It's almost a given when an automaker shutters a major brand that there will be some lingering ill will from at least a certain percentage of its former customers. Granted, car companies don't fade from existence all that often, but experience with those which have disappeared from the scene over the course of the past decade or so indicates that if not handled properly, loyalties to the parent organization can be severely strained.
This was most readily seen when Oldsmobile ended more than 100 years of operations in 2004. Although customers had a three year period during which to prepare for the brand's termination, the attrition rate was quite high: within the past 6 years, only 20 percent of former Oldsmobile owners have chosen to purchase another General Motors product.
Eager to avoid a repeat of this unimpressive statistic, GM is doing whatever it can to strengthen ties with current Pontiac owners, who themselves are facing a similar brand oblivion. As Pontiac dealerships disappear from the landscape and the few remaining units left in inventory see their prices slashed for a quick sale, General Motors is making overtures to Pontiac drivers to let them know that they won't be forgotten when the dust settles.

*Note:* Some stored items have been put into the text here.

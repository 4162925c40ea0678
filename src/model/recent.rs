// SPDX-FileCopyrightText: 2026 Bruno Meilick
// SPDX-License-Identifier: LicenseRef-Matchtally-FreeUse-NoCopy-NoDerivatives
//
// All rights reserved.
//
// This file is part of Matchtally and is proprietary software.
// Unauthorized copying, modification, or distribution is prohibited.

use super::catalog::Catalog;
use super::ids::CharacterId;

/// Most-recently-played characters, most recent first.
#[derive(Debug, Clone, Default, PartialEq, Eq)]
pub struct RecentCharacters {
    ids: Vec<CharacterId>,
}

impl RecentCharacters {
    /// History kept beyond what is displayed so hidden entries can be backfilled.
    pub const MIN_HISTORY: usize = 8;

    /// Keeps known ids only, first occurrence wins.
    pub fn from_ids(ids: impl IntoIterator<Item = CharacterId>, catalog: &Catalog) -> Self {
        let mut recent = Self::default();
        for id in ids {
            if catalog.character(id.as_str()).is_some() && !recent.ids.contains(&id) {
                recent.ids.push(id);
            }
        }
        recent
    }

    pub fn ids(&self) -> &[CharacterId] {
        &self.ids
    }

    pub fn is_empty(&self) -> bool {
        self.ids.is_empty()
    }

    /// Moves each played character to the front, in order, so the last one ends up first.
    pub fn record_played(&mut self, played: &[CharacterId], display_count: usize) {
        if played.is_empty() {
            return;
        }
        for id in played {
            self.ids.retain(|existing| existing != id);
            self.ids.insert(0, id.clone());
        }
        self.ids.truncate(display_count.max(Self::MIN_HISTORY));
    }

    /// The characters shown in the recent row.
    ///
    /// With `backfill` the whole history is scanned for entries passing `visible` so hidden
    /// characters do not leave the row short; otherwise the first `count` entries are shown.
    pub fn displayed<'a>(
        &'a self,
        count: usize,
        backfill: bool,
        mut visible: impl FnMut(&CharacterId) -> bool,
    ) -> Vec<&'a CharacterId> {
        if backfill {
            self.ids.iter().filter(|id| visible(*id)).take(count).collect()
        } else {
            self.ids.iter().take(count).collect()
        }
    }
}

Any current Pontiac owner in possession of a certified used vehicle, or who bought their vehicle brand new, has been sent certificates guaranteeing them four free maintenance visits at any Buick-GMC dealership. The maintenance is restricted to tire rotations or oil changes, but are effective throughout 2010. With approximately 1 million certificates mailed to owners whose purchases date back to 1999, it is clear that GM is hoping to show Pontiac owners that they have not been lost in the shuffle and that they should continue to invest their trust in the company by making either a Chevrolet, GMC, Buick or Cadillac their next purchase. The initiative should also assuage worried owners concerned that parts and service availability and quality for their current Pontiacs will suffer once restricted to non-Pontiac dealerships.
GM ultimately hopes that many Pontiac buyers will transition to Buick ownership around the same time as the expansion of that premium marque has been completed. Whether this will occur or not is debatable, given the lack of similarity between Pontiac and Buick's lineups (no equivalent Pontiac Solstice roadster, Pontiac G8 performance sedan, or Pontiac Vibe compact crossover).
There is as yet no word on whether the certificates are transferable should the vehicle in question be sold to a third party. Used and new car shoppers looking to pick over the bones of what is left on Pontiac lots should also enquire about receiving a similar maintenance promise along with their purchase as an added incentive.
Strangely, no word has been given regarding the possibility of Saturn owners receiving the same level of treatment, despite that brand finding itself in the exact same position as Pontiac. If General Motors is hoping to avoid negative publicity and not strain driver loyalty, it would seem critical that they not be perceived as favoring the ownership group of one cancelled car company over another.